GM5 was shown as a major peak (7.0 min) in the NL filtered EPI chromatogram (Figure 2b). It shared the identical [M+H]+ ion (Supplementary Information, Figure S1A) and EPI spectrum (Supplementary Information, Figure S1B) as GM3 that was eluted as a small peak at 6.8 min. The [M+H]+ ion at m/z 791 corresponded to addition of GSH to a monohydroxylated nefazodone metabolite. The ER scan spectrum around m/z 791 exhibited an isotope envelop that is consistent with the presence of both GSH and 13C 152 N-GSH adducts (Supplementary Information Figure, S1A). The diagnostic fragment ions at m/z 662, 518, and 274 (Supplementary Information, Figure S1B) are consistent with the previously reported para-hydroxynefazodone GSH adduct that was formed via reactive chlorophenyl quinone-imine ion after monohydroxylation on the 3-chlorophenypiperazine (Scheme 1) [35, 36]. Detection of a pair of isomers is consistent with the observation made by Barbara et al. in their work of detecting GSH adducts using MSE and data-mining [29].

GM4 and GM6 were another pair of minor GSH adducts that shared the identical [M+H]+ and EPI spectrum (Figure 4a and b). They were eluted as minor peaks at retention time of 6.9 and 7.1 min, respectively.

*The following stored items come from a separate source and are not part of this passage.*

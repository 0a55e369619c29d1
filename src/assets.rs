use log::{debug, info};
use rustc_hash::{FxHashMap, FxHashSet};
use std::{
    fmt, fs, io,
    path::{Path, PathBuf},
    rc::{Rc, Weak},
};

// --- Asset Kinds & Errors ---

#[derive(Copy, Clone, Debug, PartialEq, Eq, Hash)]
pub enum AssetKind {
    Texture,
    Font,
    Sound,
}

impl AssetKind {
    const fn dir(self) -> &'static str {
        match self {
            Self::Texture => "textures",
            Self::Font => "fonts",
            Self::Sound => "sounds",
        }
    }
}

#[derive(Debug)]
pub enum AssetError {
    EmptyKey(AssetKind),
    NotFound { kind: AssetKind, path: PathBuf },
    Io { path: PathBuf, source: io::Error },
}

impl fmt::Display for AssetError {
    fn fmt(&self, f: &mut fmt::Formatter<'_>) -> fmt::Result {
        match self {
            Self::EmptyKey(kind) => write!(f, "empty {kind:?} key"),
            Self::NotFound { kind, path } => write!(f, "{kind:?} not found: {}", path.display()),
            Self::Io { path, source } => write!(f, "failed to read {}: {source}", path.display()),
        }
    }
}

impl std::error::Error for AssetError {
    fn source(&self) -> Option<&(dyn std::error::Error + 'static)> {
        match self {
            Self::Io { source, .. } => Some(source),
            _ => None,
        }
    }
}

// --- Sources ---

/// Where asset bytes come from. Decoding is the renderer's business; the
/// source only has to say whether the asset exists and how large it is.
pub trait AssetSource {
    fn locate(&self, kind: AssetKind, path: &str) -> Result<u64, AssetError>;
}

/// Assets laid out as `<root>/{textures,fonts,sounds}/<path>`.
#[derive(Debug, Clone)]
pub struct DiskSource {
    root: PathBuf,
}

impl DiskSource {
    pub fn new<P: AsRef<Path>>(root: P) -> Self {
        Self {
            root: root.as_ref().to_path_buf(),
        }
    }
}

impl AssetSource for DiskSource {
    fn locate(&self, kind: AssetKind, path: &str) -> Result<u64, AssetError> {
        let full = self.root.join(kind.dir()).join(path);
        match fs::metadata(&full) {
            Ok(meta) if meta.is_file() => Ok(meta.len()),
            Ok(_) => Err(AssetError::NotFound { kind, path: full }),
            Err(e) if e.kind() == io::ErrorKind::NotFound => {
                Err(AssetError::NotFound { kind, path: full })
            }
            Err(source) => Err(AssetError::Io { path: full, source }),
        }
    }
}

/// In-memory manifest, used by tests and the headless runner when no asset
/// directory is present.
#[derive(Debug, Default, Clone)]
pub struct MemorySource {
    entries: FxHashSet<(AssetKind, String)>,
}

impl MemorySource {
    pub fn new() -> Self {
        Self::default()
    }

    pub fn with(mut self, kind: AssetKind, path: &str) -> Self {
        self.entries.insert((kind, path.to_string()));
        self
    }
}

impl AssetSource for MemorySource {
    fn locate(&self, kind: AssetKind, path: &str) -> Result<u64, AssetError> {
        if self.entries.contains(&(kind, path.to_string())) {
            Ok(path.len() as u64)
        } else {
            Err(AssetError::NotFound {
                kind,
                path: PathBuf::from(path),
            })
        }
    }
}

// --- Handles ---

#[derive(Debug)]
struct Resource {
    kind: AssetKind,
    key: String,
    font_size: Option<f32>,
}

/// Reference-counted asset handle. Cloning adds a reference; dropping (or
/// `remove_reference`) removes one. The resource is freed with its last handle.
#[derive(Clone, Debug)]
pub struct Handle(Rc<Resource>);

impl Handle {
    pub fn kind(&self) -> AssetKind {
        self.0.kind
    }

    pub fn key(&self) -> &str {
        &self.0.key
    }

    pub fn same_resource(&self, other: &Handle) -> bool {
        Rc::ptr_eq(&self.0, &other.0)
    }

    pub fn remove_reference(self) {
        drop(self);
    }

    /// Approximate text extent in pixels for a font handle; zero for others.
    pub fn measure(&self, text: &str) -> [f32; 2] {
        match self.0.font_size {
            Some(size) => [text.chars().count() as f32 * size * 0.55, size],
            None => [0.0, 0.0],
        }
    }
}

// --- Asset Manager ---

pub fn font_key(name: &str, size: f32) -> String {
    format!("{name}@{size}")
}

pub struct AssetManager {
    source: Box<dyn AssetSource>,
    cache: FxHashMap<(AssetKind, String), Weak<Resource>>,
}

impl AssetManager {
    pub fn new(source: Box<dyn AssetSource>) -> Self {
        Self {
            source,
            cache: FxHashMap::default(),
        }
    }

    pub fn load_texture(&mut self, path: &str) -> Result<Handle, AssetError> {
        self.load(AssetKind::Texture, path, path.to_string(), None)
    }

    pub fn load_font(&mut self, name: &str, size: f32) -> Result<Handle, AssetError> {
        self.load(AssetKind::Font, name, font_key(name, size), Some(size))
    }

    pub fn load_sound(&mut self, path: &str) -> Result<Handle, AssetError> {
        self.load(AssetKind::Sound, path, path.to_string(), None)
    }

    fn load(
        &mut self,
        kind: AssetKind,
        path: &str,
        key: String,
        font_size: Option<f32>,
    ) -> Result<Handle, AssetError> {
        if path.trim().is_empty() {
            return Err(AssetError::EmptyKey(kind));
        }
        let cache_key = (kind, key);
        if let Some(live) = self.cache.get(&cache_key).and_then(Weak::upgrade) {
            debug!("Reusing resident {kind:?} '{}'", cache_key.1);
            return Ok(Handle(live));
        }
        let bytes = self.source.locate(kind, path)?;
        let resource = Rc::new(Resource {
            kind,
            key: cache_key.1.clone(),
            font_size,
        });
        info!("Loaded {kind:?} '{}' ({bytes} bytes)", cache_key.1);
        self.cache.insert(cache_key, Rc::downgrade(&resource));
        Ok(Handle(resource))
    }

    /// Outstanding handles for a resource (0 once every holder released it).
    pub fn live_references(&self, kind: AssetKind, key: &str) -> usize {
        self.cache
            .get(&(kind, key.to_string()))
            .map_or(0, Weak::strong_count)
    }

    /// Number of resources that still have at least one handle.
    pub fn resident_count(&self) -> usize {
        self.cache.values().filter(|w| w.strong_count() > 0).count()
    }

    /// Drops cache slots whose resource has been released.
    pub fn purge_released(&mut self) -> usize {
        let before = self.cache.len();
        self.cache.retain(|_, w| w.strong_count() > 0);
        before - self.cache.len()
    }
}

#[cfg(test)]
mod tests {
    use super::*;

    fn manager() -> AssetManager {
        AssetManager::new(Box::new(
            MemorySource::new()
                .with(AssetKind::Texture, "logo.png")
                .with(AssetKind::Font, "miso")
                .with(AssetKind::Sound, "start.ogg"),
        ))
    }

    #[test]
    fn repeated_loads_share_one_resource() {
        let mut assets = manager();
        let a = assets.load_texture("logo.png").expect("logo");
        let b = assets.load_texture("logo.png").expect("logo again");
        assert!(a.same_resource(&b));
        assert_eq!(assets.live_references(AssetKind::Texture, "logo.png"), 2);

        a.remove_reference();
        assert_eq!(assets.live_references(AssetKind::Texture, "logo.png"), 1);
        drop(b);
        assert_eq!(assets.live_references(AssetKind::Texture, "logo.png"), 0);
        assert_eq!(assets.resident_count(), 0);
        assert_eq!(assets.purge_released(), 1);
    }

    #[test]
    fn missing_assets_are_errors_not_handles() {
        let mut assets = manager();
        assert!(matches!(
            assets.load_texture("missing.png"),
            Err(AssetError::NotFound { kind: AssetKind::Texture, .. })
        ));
        assert!(matches!(assets.load_sound("  "), Err(AssetError::EmptyKey(AssetKind::Sound))));
        assert_eq!(assets.resident_count(), 0);
    }

    #[test]
    fn fonts_are_keyed_by_size_and_measure_text() {
        let mut assets = manager();
        let small = assets.load_font("miso", 16.0).expect("miso 16");
        let large = assets.load_font("miso", 32.0).expect("miso 32");
        assert!(!small.same_resource(&large));
        assert_eq!(assets.live_references(AssetKind::Font, &font_key("miso", 16.0)), 1);
        let [w, h] = large.measure("abcd");
        assert!(w > 0.0 && h == 32.0);
        let tex = assets.load_texture("logo.png").expect("logo");
        assert_eq!(tex.measure("abcd"), [0.0, 0.0]);
    }

    #[test]
    fn disk_source_reports_missing_files() {
        let dir = tempfile::tempdir().expect("tempdir");
        fs::create_dir_all(dir.path().join("sounds")).expect("mkdir");
        fs::write(dir.path().join("sounds").join("tick.ogg"), b"OggS").expect("write");
        let source = DiskSource::new(dir.path());
        assert_eq!(source.locate(AssetKind::Sound, "tick.ogg").expect("tick"), 4);
        assert!(matches!(
            source.locate(AssetKind::Sound, "nope.ogg"),
            Err(AssetError::NotFound { .. })
        ));
        // A directory is not a loadable asset.
        assert!(source.locate(AssetKind::Texture, "").is_err());
    }
}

The [M+H]+ at m/z of 805 was two mass unit lower than the GSH adducts of dihydroxylated nefazodone. The diagnostic fragment ion at m/z 288 suggested further oxidation of the hydroxyl group on the 5-ethyl side chain of triazolone moiety, resulting in the formation of the corresponding ketone (Figure 4). Same oxidation reaction has been shown to take place on phase I nefazodone metabolites [37, 38]. Therefore, GM4 and GM6 were tentatively designated as a pair of GSH adducts of mono-dehydrogenated dihydroxylation nefazodone (Scheme 1), which is consistent with what previously reported by Barbara et al. [29]. However, in their work, few useful fragments were observed in the product ion spectra for one of the isomers, so that structural elucidation could not be performed. In comparison, enhanced product ion scan in current work enabled the acquisition of high quality product ion spectra for both of the isomers.

Figure 4
figure 4

(A) Positive ER spectrum and proposed structure of nefazodone GSH adduct GM6. (B) Positive EPI spectra of GM6

3.3 Detection and Characterization of Hard Reactive Metabolites

In the current study, the NL scan of 27 Da for CN adducts and NL scan of 29 Da for 13C15N adducts resulted in similar ion chromatograms in which multiple CN adduct peaks and relative high background noise were observed (data not shown). The TIC of EPI revealed four major CN adducts of nefazodone, while the less abundant ones were not clearly visible (Figure 2a). The NL filter of 27 Da was further applied to the EPI data set to reveal potential CN adducts (Figure 1). As shown in Figure 2d, the filtered EPI data was able to reveal 14 CN adducts with only about five to six minor false positive peaks, which may be derived from the components in biological matrix. NL filter of 29 Da was also applied to the EPI data to reveal the 13C15N adducts, which were identical to those in the profile from NL filtering of 27 Da (data not shown), indicating that NL filtering of 27 Da alone was specific enough to detect the CN adducts. In addition, the isotope pattern of each peak displayed in Figure 2d was inspected via ER data set (Figure 1), further confirming the identity of the CN adduct peaks and the false positive ions. The CN adducts were designated as CM1-CM14 (Figure 2d and Table 1) and their proposed structures and MS/MS fragment pathways are displayed in Scheme 1. All of these adducts were formed via iminium ions, reactive intermediates on the piperazine ring.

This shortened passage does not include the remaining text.